There are an awful lot of people interested in attending community colleges now. According to an article by Peter Whoriskey in the Washington Post:
Just as workers have turned to community colleges, states have cut their budgets, forcing the institutions to turn away legions of students and stymieing the efforts to retrain the workforce.
Unemployment is highest among the nation’s lesser-educated workers, and for them, community colleges offer a critical pathway to new jobs: Classes are open, relatively cheap and often tailored to picking up job skills.
But classes aren’t as open as they used to be. Some 35 states slashed higher education budgets last year, despite the fact that more people want to go to college. Another 31 states are planning to devote less money to higher education next year.
It’s hard to get a national idea of the true number of people who would go to community colleges if space were available but this demand for the colleges, together with limited desk space, is showing up all across the nation.
Despite all this Obama administration talk about community colleges and their glory, on the ground a lot of community colleges are struggling, not with complicated things like actually making all these students smarter and employed, but just having enough space for everyone.

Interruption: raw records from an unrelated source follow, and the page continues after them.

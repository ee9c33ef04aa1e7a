// Modal overlays.
// Project detail drawn on top of the project list.

use ratatui::{prelude::*, widgets::*};

use crate::github::Languages;
use crate::portfolio::Project;
use crate::portfolio::format::{format_date, format_number};
use crate::portfolio::language::language_breakdown;
use crate::readme::{extract_images, extract_links, first_paragraph, parse_front_matter};
use crate::state::LoadingState;

use super::palette::{Palette, language_swatch};

/// README links listed in the detail view.
const MAX_LINKS: usize = 5;
/// Languages shown before the rest are summed into "other".
const MAX_LANGUAGES: usize = 4;

/// Area of `width` x `height` centered in `area`, clamped to fit.
pub fn centered(area: Rect, width: u16, height: u16) -> Rect {
    let width = width.min(area.width);
    let height = height.min(area.height);
    Rect::new(
        area.x + (area.width - width) / 2,
        area.y + (area.height - height) / 2,
        width,
        height,
    )
}

fn languages_line<'a>(
    languages: Option<&LoadingState<Languages>>,
    palette: &Palette,
) -> Option<Line<'a>> {
    let mut spans = vec![Span::styled(format!("{:<10}", "Languages"), palette.muted())];
    match languages? {
        LoadingState::Idle => return None,
        LoadingState::Loading => spans.push(Span::styled("loading…", palette.muted())),
        LoadingState::Error(_) => spans.push(Span::styled("unavailable", palette.muted())),
        LoadingState::Loaded(languages) => {
            let shares = language_breakdown(languages);
            if shares.is_empty() {
                return None;
            }
            for (name, share) in shares.iter().take(MAX_LANGUAGES) {
                spans.push(Span::styled(
                    "● ",
                    Style::default().fg(language_swatch(Some(name))),
                ));
                spans.push(Span::raw(format!("{} {:.1}%  ", name, share)));
            }
            let rest: f64 = shares.iter().skip(MAX_LANGUAGES).map(|(_, s)| s).sum();
            if rest > 0.0 {
                spans.push(Span::styled(format!("other {:.1}%", rest), palette.muted()));
            }
        }
    }
    Some(Line::from(spans))
}

fn detail_lines<'a>(
    project: &Project,
    languages: Option<&LoadingState<Languages>>,
    palette: &Palette,
) -> Vec<Line<'a>> {
    let label = |text: &'static str| Span::styled(format!("{:<10}", text), palette.muted());
    let mut lines = Vec::new();

    if !project.description.is_empty() {
        lines.push(Line::from(project.description.clone()));
        lines.push(Line::from(""));
    }

    let mut meta = Vec::new();
    if let Some(language) = &project.language {
        meta.push(Span::styled(
            "● ",
            Style::default().fg(language_swatch(Some(language))),
        ));
        meta.push(Span::raw(format!("{}   ", language)));
    }
    meta.push(Span::styled(
        format!(
            "★ {}   ⑂ {}   created {}",
            format_number(project.stars),
            format_number(project.forks),
            format_date(&project.created_at)
        ),
        palette.muted(),
    ));
    lines.push(Line::from(meta));
    lines.extend(languages_line(languages, palette));

    if !project.technologies.is_empty() {
        lines.push(Line::from(vec![
            label("Tech"),
            Span::styled(
                project.technologies.join(", "),
                Style::default().fg(palette.highlight),
            ),
        ]));
    }
    lines.push(Line::from(""));

    if let Some(readme) = &project.readme {
        let parsed = parse_front_matter(readme);
        let meta = &parsed.metadata;
        let summary = meta
            .description()
            .map(str::to_string)
            .unwrap_or_else(|| first_paragraph(&parsed.body));
        if !summary.is_empty() {
            let heading = meta.title().unwrap_or("README").to_string();
            lines.push(Line::from(Span::styled(heading, palette.title())));
            lines.push(Line::from(summary));
            lines.push(Line::from(""));
        }
        if !meta.is_empty() {
            let tags = meta.tags();
            if !tags.is_empty() {
                lines.push(Line::from(vec![
                    label("Tags"),
                    Span::styled(tags.join(" · "), Style::default().fg(palette.highlight)),
                ]));
            }
        }

        let links = extract_links(&parsed.body);
        for link in links.iter().take(MAX_LINKS) {
            lines.push(Line::from(vec![
                Span::styled("  • ", palette.muted()),
                Span::raw(link.text.clone()),
                Span::styled(format!("  {}", link.url), palette.accent()),
            ]));
        }
        if links.len() > MAX_LINKS {
            lines.push(Line::from(Span::styled(
                format!("  … {} more links", links.len() - MAX_LINKS),
                palette.muted(),
            )));
        }

        let images = extract_images(&parsed.body).len();
        if images > 0 {
            lines.push(Line::from(Span::styled(
                format!("  {} image(s) in README", images),
                palette.muted(),
            )));
        }
        lines.push(Line::from(""));
    }

    if let Some(live) = &project.live_url {
        lines.push(Line::from(vec![
            label("Live demo"),
            Span::styled(live.clone(), palette.accent()),
        ]));
    }
    lines.push(Line::from(vec![
        label("Source"),
        Span::styled(project.github_url.clone(), palette.accent()),
    ]));

    lines
}

/// Draw the selected project's details on top of the current view.
pub fn draw_project_detail(
    frame: &mut Frame,
    project: &Project,
    languages: Option<&LoadingState<Languages>>,
    palette: &Palette,
) {
    let modal_area = centered(frame.area(), 80, 24);
    frame.render_widget(Clear, modal_area);

    let [body_area, instructions_area] =
        Layout::vertical([Constraint::Min(1), Constraint::Length(1)]).areas(modal_area);

    let title = if project.featured {
        format!(" ⭐ {} ", project.name)
    } else {
        format!(" {} ", project.name)
    };
    let block = Block::default()
        .borders(Borders::ALL)
        .border_style(palette.accent())
        .title(title)
        .title_style(palette.title());

    let body = Paragraph::new(detail_lines(project, languages, palette))
        .block(block)
        .style(palette.base())
        .wrap(Wrap { trim: false });
    frame.render_widget(body, body_area);

    let instructions = Line::from(vec![
        Span::styled(" Esc", palette.key()),
        Span::styled(" = Close ", palette.muted()),
    ]);
    frame.render_widget(
        Paragraph::new(instructions)
            .alignment(Alignment::Center)
            .style(palette.base()),
        instructions_area,
    );
}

In October Jill Biden said that,
Community colleges are uniquely American – places where anyone who walks through the door is one step closer to realizing the American Dream. These schools are flexible and innovative. For that reason, countries around the world are looking at community colleges as a model to increase workforce preparedness and college graduation among their own citizens.
As a model, really? As Whoriskey put it, back in America, “the cutting of community college budgets signals politicians’ lack of enthusiasm for higher education spending at a time of budget deficits.”